A little pasta with soup history.
Did you know that one of the earliest ways Italians served pasta was in soup, well broths? Back before tomatoes were brought to Europe from the New World, along with a number of other veggies, pasta sauces as we know them didn’t really exist. Pasta was served in broth or with just cheese and butter or with spices, or sugar or early types of pesto like agliata (garlic, walnuts and bread).
Early Italian soups were also often a lot simpler than they are nowadays. Soup with veggies and legumes was originally more common in the kitchens of the rural and peasant population. They made them with what they could grow or forage and very often with ingredients that had passed their prime or required long cooking. Meat was a luxury many could not afford to put in soup. When there was meat, it was usually off-cuts. People added pasta to their soup to make it more filling.
Filled pasta like ravioli, tortellini, cappelletti were first invented and served in broth back in the 1500s and then only at the tables of the nobility. The ingredients used to fill the pasta and make the broth weren’t affordable for the poorer population. Today, however, these dishes are popular fare in many parts of Italy, particularly in the North and traditional on holidays and Sundays.
Click the recipe names to learn more!
Vegetarian/vegan Italian soup recipes with pasta.
Although many Italian soup recipes do call for meat or seafood, these ingredients were often added for flavour and nutritional value rather than being the main ingredients. However, there are many delicious traditional vegan or vegetarian Italian soups without any animal derivatives. These are often soups with legumes or lots of vegetables or both.
Pasta with chickpeas is a delicious and nutritious traditional recipe in many parts of Central and Southern Italy. Most versions are a soup, but some are more sauce like. One of the oldest authentic versions, lagane with chickpeas, dates back to Ancient Rome. This recipe comes from Tuscany, where they use tomatoes, dried chickpeas and egg pasta ribbons like tagliatelle. To make this recipe vegan, you will need to use a flour and water pasta.

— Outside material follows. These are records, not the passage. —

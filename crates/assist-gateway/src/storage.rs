//! Conversation history persistence.

use std::path::{Path, PathBuf};
use std::sync::Mutex;

use anyhow::{bail, Context, Result};
use assist_core::{current_unix_timestamp_ms, write_text_atomic};
use assist_protocol::{Interaction, Message, MessageContentType, MessageType};
use async_trait::async_trait;
use serde::{Deserialize, Serialize};

const CONVERSATION_SCHEMA_VERSION: u32 = 1;

#[async_trait]
/// Trait contract for `ConversationStorage` behavior.
pub trait ConversationStorage: Send + Sync {
    async fn get_messages_from_interactions(
        &self,
        interactions: &[Interaction],
    ) -> Result<Vec<Message>> {
        Ok(interactions
            .iter()
            .flat_map(messages_from_interaction)
            .collect())
    }

    /// Inserts or replaces an interaction, keyed by `interaction_id`.
    async fn save_interaction(&self, interaction: &Interaction) -> Result<()>;

    /// Returns the interactions of a conversation in insertion order.
    async fn get_interactions(&self, conversation_id: &str) -> Result<Vec<Interaction>>;
}

/// Transcript messages for one interaction: the question as text, then the
/// answer as markdown traced to the parent interaction.
pub fn messages_from_interaction(interaction: &Interaction) -> Vec<Message> {
    let id = interaction.interaction_id.as_str();
    vec![
        Message {
            message_id: format!("{id}_0"),
            message_type: MessageType::Input,
            content_type: MessageContentType::Text,
            content: interaction.input.clone(),
            trace_id: None,
        },
        Message {
            message_id: format!("{id}_1"),
            message_type: MessageType::Output,
            content_type: MessageContentType::Markdown,
            content: interaction.response.clone(),
            trace_id: interaction.parent_interaction_id.clone(),
        },
    ]
}

#[derive(Debug, Clone, Serialize, Deserialize)]
struct ConversationFile {
    schema_version: u32,
    conversation_id: String,
    updated_unix_ms: u64,
    #[serde(default)]
    interactions: Vec<Interaction>,
}

/// Stores one JSON document per conversation under `<state_dir>/conversations/`.
#[derive(Debug)]
pub struct FileConversationStorage {
    root: PathBuf,
    write_lock: Mutex<()>,
}

impl FileConversationStorage {
    pub fn new(state_dir: impl AsRef<Path>) -> Self {
        Self {
            root: state_dir.as_ref().join("conversations"),
            write_lock: Mutex::new(()),
        }
    }

    pub fn root(&self) -> &Path {
        &self.root
    }

    fn conversation_path(&self, conversation_id: &str) -> Result<PathBuf> {
        if conversation_id.trim().is_empty() {
            bail!("conversation id cannot be empty");
        }
        let file_stem = encode_conversation_file_stem(conversation_id);
        Ok(self.root.join(format!("{file_stem}.json")))
    }

    fn load(&self, conversation_id: &str) -> Result<Option<ConversationFile>> {
        let path = self.conversation_path(conversation_id)?;
        if !path.exists() {
            return Ok(None);
        }
        let raw = std::fs::read_to_string(&path)
            .with_context(|| format!("failed to read {}", path.display()))?;
        let file = serde_json::from_str::<ConversationFile>(&raw)
            .with_context(|| format!("failed to parse {}", path.display()))?;
        if file.schema_version != CONVERSATION_SCHEMA_VERSION {
            bail!(
                "unsupported conversation schema version {} in {}",
                file.schema_version,
                path.display()
            );
        }
        if file.conversation_id != conversation_id {
            bail!(
                "{} belongs to conversation '{}', not '{}'",
                path.display(),
                file.conversation_id,
                conversation_id
            );
        }
        Ok(Some(file))
    }
}

#[async_trait]
impl ConversationStorage for FileConversationStorage {
    async fn save_interaction(&self, interaction: &Interaction) -> Result<()> {
        let conversation_id = interaction.conversation_id.as_str();
        let path = self.conversation_path(conversation_id)?;
        let _guard = match self.write_lock.lock() {
            Ok(guard) => guard,
            Err(poisoned) => poisoned.into_inner(),
        };
        let mut file = self.load(conversation_id)?.unwrap_or_else(|| ConversationFile {
            schema_version: CONVERSATION_SCHEMA_VERSION,
            conversation_id: conversation_id.to_string(),
            updated_unix_ms: 0,
            interactions: Vec::new(),
        });
        match file
            .interactions
            .iter_mut()
            .find(|existing| existing.interaction_id == interaction.interaction_id)
        {
            Some(existing) => *existing = interaction.clone(),
            None => file.interactions.push(interaction.clone()),
        }
        file.updated_unix_ms = current_unix_timestamp_ms();
        let mut payload =
            serde_json::to_string_pretty(&file).context("failed to encode conversation")?;
        payload.push('\n');
        write_text_atomic(&path, &payload)
    }

    async fn get_interactions(&self, conversation_id: &str) -> Result<Vec<Interaction>> {
        Ok(self
            .load(conversation_id)?
            .map(|file| file.interactions)
            .unwrap_or_default())
    }
}

/// Maps a conversation id to a file stem, one-to-one.
///
/// ASCII letters, digits and `-` pass through; every other byte, `_`
/// included, becomes `_` plus two lowercase hex digits.
fn encode_conversation_file_stem(conversation_id: &str) -> String {
    let mut stem = String::with_capacity(conversation_id.len());
    for byte in conversation_id.bytes() {
        if byte.is_ascii_alphanumeric() || byte == b'-' {
            stem.push(char::from(byte));
        } else {
            stem.push_str(&format!("_{byte:02x}"));
        }
    }
    stem
}

#[cfg(test)]
mod tests {
    use assist_protocol::{Interaction, MessageContentType, MessageType};
    use tempfile::tempdir;

    use super::{
        encode_conversation_file_stem, messages_from_interaction, ConversationStorage,
        FileConversationStorage,
    };

    fn interaction(id: &str, response: &str) -> Interaction {
        Interaction {
            interaction_id: id.to_string(),
            conversation_id: "conv-1".to_string(),
            input: format!("question {id}"),
            response: response.to_string(),
            create_time: "2024-01-01T00:00:00.000Z".to_string(),
            parent_interaction_id: Some(format!("parent-{id}")),
        }
    }

    #[test]
    fn unit_messages_from_interaction_builds_input_and_output() {
        let messages = messages_from_interaction(&interaction("7", "answer"));
        assert_eq!(messages.len(), 2);
        assert_eq!(messages[0].message_id, "7_0");
        assert_eq!(messages[0].message_type, MessageType::Input);
        assert_eq!(messages[0].content_type, MessageContentType::Text);
        assert_eq!(messages[0].content, "question 7");
        assert_eq!(messages[1].message_id, "7_1");
        assert_eq!(messages[1].content_type, MessageContentType::Markdown);
        assert_eq!(messages[1].trace_id.as_deref(), Some("parent-7"));
    }

    #[test]
    fn unit_file_stem_encoding_escapes_path_characters() {
        assert_eq!(
            encode_conversation_file_stem("../etc/passwd"),
            "_2e_2e_2fetc_2fpasswd"
        );
        assert_eq!(encode_conversation_file_stem("abc-1_2"), "abc-1_5f2");
        assert_eq!(encode_conversation_file_stem("é"), "_c3_a9");
        assert_ne!(
            encode_conversation_file_stem("team.alpha"),
            encode_conversation_file_stem("team_alpha")
        );
    }

    #[tokio::test]
    async fn regression_ids_differing_in_escaped_characters_stay_separate() {
        let temp = tempdir().expect("tempdir");
        let storage = FileConversationStorage::new(temp.path());
        let mut dotted = interaction("1", "dotted answer");
        dotted.conversation_id = "team.alpha".to_string();
        dotted.input = "secret question".to_string();
        storage.save_interaction(&dotted).await.expect("save dotted");

        assert!(storage
            .get_interactions("team_alpha")
            .await
            .expect("load underscored")
            .is_empty());

        let mut underscored = interaction("2", "underscored answer");
        underscored.conversation_id = "team_alpha".to_string();
        storage
            .save_interaction(&underscored)
            .await
            .expect("save underscored");

        let dotted_history = storage.get_interactions("team.alpha").await.expect("load");
        assert_eq!(dotted_history.len(), 1);
        assert_eq!(dotted_history[0].input, "secret question");
        let underscored_history = storage.get_interactions("team_alpha").await.expect("load");
        assert_eq!(underscored_history.len(), 1);
        assert_eq!(underscored_history[0].response, "underscored answer");
    }

    #[tokio::test]
    async fn regression_file_for_another_conversation_is_rejected() {
        let temp = tempdir().expect("tempdir");
        let storage = FileConversationStorage::new(temp.path());
        storage
            .save_interaction(&interaction("1", "x"))
            .await
            .expect("save");
        std::fs::copy(
            storage.root().join("conv-1.json"),
            storage.root().join("conv-2.json"),
        )
        .expect("copy");
        let error = storage
            .get_interactions("conv-2")
            .await
            .expect_err("foreign file must fail");
        assert!(error.to_string().contains("belongs to conversation 'conv-1'"));
    }

    #[tokio::test]
    async fn functional_file_storage_upserts_and_preserves_order() {
        let temp = tempdir().expect("tempdir");
        let storage = FileConversationStorage::new(temp.path());
        storage
            .save_interaction(&interaction("1", ""))
            .await
            .expect("save first");
        storage
            .save_interaction(&interaction("2", "second"))
            .await
            .expect("save second");
        storage
            .save_interaction(&interaction("1", "first"))
            .await
            .expect("replace first");

        let interactions = storage.get_interactions("conv-1").await.expect("load");
        assert_eq!(interactions.len(), 2);
        assert_eq!(interactions[0].interaction_id, "1");
        assert_eq!(interactions[0].response, "first");
        assert_eq!(interactions[1].response, "second");
        assert!(temp.path().join("conversations").join("conv-1.json").is_file());

        let messages = storage
            .get_messages_from_interactions(&interactions)
            .await
            .expect("messages");
        assert_eq!(messages.len(), 4);
        assert_eq!(messages[3].content, "second");
    }

    #[tokio::test]
    async fn unit_unknown_conversation_has_no_interactions() {
        let temp = tempdir().expect("tempdir");
        let storage = FileConversationStorage::new(temp.path());
        assert!(storage
            .get_interactions("missing")
            .await
            .expect("load")
            .is_empty());
    }

    #[tokio::test]
    async fn regression_blank_conversation_id_is_rejected() {
        let temp = tempdir().expect("tempdir");
        let storage = FileConversationStorage::new(temp.path());
        let mut blank = interaction("1", "x");
        blank.conversation_id = "   ".to_string();
        let error = storage
            .save_interaction(&blank)
            .await
            .expect_err("blank id must fail");
        assert!(error.to_string().contains("cannot be empty"));
    }

    #[tokio::test]
    async fn regression_corrupt_file_surfaces_parse_error() {
        let temp = tempdir().expect("tempdir");
        let storage = FileConversationStorage::new(temp.path());
        std::fs::create_dir_all(storage.root()).expect("create root");
        std::fs::write(storage.root().join("conv-1.json"), "{oops").expect("write");
        let error = storage
            .get_interactions("conv-1")
            .await
            .expect_err("corrupt file must fail");
        assert!(format!("{error:#}").contains("failed to parse"));
    }
}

This recipe from Umbria in Central Italy is made with the region’s famous small mountain lentils, considered to be the best in Italy. However, you can use other types of small green/brown lentils such as puy lentils from France. Apart from the lentils and pasta, you need onion, carrots, celery, garlic, rosemary, tomato paste and vegetable stock to make this one pot nutritious vegan/vegetarian Italian soup with pasta.
Umbria is famous for its legumes, beans and cereals. This second Umbrian soup with pasta is made with a relatively rare legume, roveja a type of wild pea. Roveja peas are believed to have originated in Asia. Once upon a time, they were wild harvested or grown on high altitude terrain in the Sibillini mountains in Umbria and Le Marche and were a part of the staple diet of the local shepherds and farmers.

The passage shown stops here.